Recuerdo que en esos años solía encontrarme con un subcomisario que me daba información. Cuando sus relatos llegaban a ese momento, su eufemismo era: «Tras un ‘hábil’ interrogatorio…». Ambos reíamos cínicamente. No tendríamos que haber reído. No había de qué reírse.
Luego quitaron a la Policía esta potestad (y a la Justicia, su principal recurso de investigación), y descubrimos que Sherlock Holmes era un invento literario o que, en todo caso, jamás había vivido en la Argentina.
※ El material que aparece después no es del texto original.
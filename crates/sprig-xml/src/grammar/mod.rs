//! # Grammar Modules
//!
//! Each module owns the rule for one construct and the replay step that
//! turns a committed journal into receiver calls:
//!
//! ```text
//! name            Name
//! reference       &name;  &#123;  &#x1F;
//! comment         <!-- ... -->
//! attribute       'value'  and  name = 'value'
//! entity          %name;  and entity values
//! enumerated      NOTATION (a|b)  and  (a|b)
//! external_id     public-id literals, SYSTEM and PUBLIC identifiers
//! declaration     encoding = 'x'  and  <?xml ... ?>
//! att_list        <!ATTLIST ... >
//! ```
//!
//! Modules that embed another construct take its rule at construction, so a
//! shared sub-grammar is built once and reference counted.
//!
//! Validity is computed during replay: a construct is valid unless an
//! [`XmlAction::Invalid`] marker, left by a recovery rule that skipped
//! malformed content, was journaled anywhere below it.

pub mod att_list;
pub mod attribute;
pub mod comment;
pub mod declaration;
pub mod entity;
pub mod enumerated;
pub mod external_id;
pub mod name;
pub mod reference;

#[cfg(test)]
pub(crate) mod testing;

pub(crate) use sprig_syntax::Delivery;
use sprig_syntax::{EventNode, Journal, Message};

use crate::action::XmlAction;

/// Origin tag carried by every XML diagnostic.
pub const ORIGIN: &str = "xml";

pub(crate) type Node<'e, 'i> = EventNode<'e, 'i, XmlAction>;

pub(crate) const fn minor(text: &'static str) -> Message {
    Message::minor(text).with_origin(ORIGIN)
}

pub(crate) const fn major(text: &'static str) -> Message {
    Message::major(text).with_origin(ORIGIN)
}

fn is_invalid(node: &Node<'_, '_>) -> bool {
    matches!(node.action(), XmlAction::Invalid)
}

/// Whether no recovery was journaled inside `node`.
pub(crate) fn node_valid(node: &Node<'_, '_>) -> bool {
    !is_invalid(node) && !node.descendants().any(|n| is_invalid(&n))
}

/// Whether no recovery was journaled anywhere in the parse.
pub(crate) fn journal_valid(journal: &Journal<'_, '_, XmlAction>) -> bool {
    journal.nodes().all(|node| node_valid(&node))
}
En 1988, en mis primeros años como periodista, una niña de 11 años, Jimena Hernández, apareció muerta en la piscina de un colegio. Los forenses ni siquiera pudieron coincidir en una respuesta a la simple pregunta de cómo había muerto. En su traje de baño había lo que se supone era una mancha de semen. Como lo pusieron en una bolsa plástica, los rastros de ADN se perdieron para siempre. Como no había respuesta, surgieron las fantasías: había una conexión con el gobierno, alguien poderoso ocultaba la verdad.
Y desde entonces, caso tras caso, año tras año, década tras década, lo mismo.
Casi veinte años después, en 2006, una mujer de clase media alta apareció muerta en su casa de un barrio cerrado. Los forenses dijeron que había tenido tenía una vida sexual increíblemente activa —con su hijo, con su suegro, con desconocidos—, y después que no, que todo estaba errado, y que quién sabe quién la había matado.
Un año después apareció muerta una joven, también en su casa. Acusaron a la amiga con la que vivía. Parecía lógico: nadie más estaba allí. Pero luego resultó que los forenses no sabían a qué hora había muerto, y luego nos enteramos de que habían arruinado la oportunidad de determinarlo.
Era lo usual. Los policías recogían cera roja pensando que era sangre, dañaban o destruían pruebas por error, alteraban la escena del crimen por estupidez. Los tribunales eran lentos, burocráticos, faltos de voluntad o llenos de voluntades ajenas, encubrían regularmente las irregularidades de la investigación.
También, más fácil, se podía pagar un soborno. Pero en la mayoría de los casos realmente no hacía falta: era casi imposible terminar en prisión si uno no era pobre.
Grandes ilusiones
El 17 de marzo de 1992, dos años antes del atentado contra la AMIA, un coche bomba explotó frente a la embajada de Israel en Buenos Aires, mató a 22 personas e hirió a 350. Los «expertos» no pudieron ponerse de acuerdo acerca de qué había causado la explosión, ni de cuánto medía el cráter dejado por la bomba, o siquiera si había cráter o no. La Corte Suprema de Justicia de la Nación, a cargo del caso, adoptó como teoría principal que algo había estallado en el interior del edificio —es decir, algo que tenían los propios israelíes—, pese a que la Organización de la Jihad Islámica, un grupo fantasmagórico conectado con el partido libanés Hezbollah, había reivindicado la autoría del ataque e incluso enviado una filmación de la fachada antes de la explosión para probarlo.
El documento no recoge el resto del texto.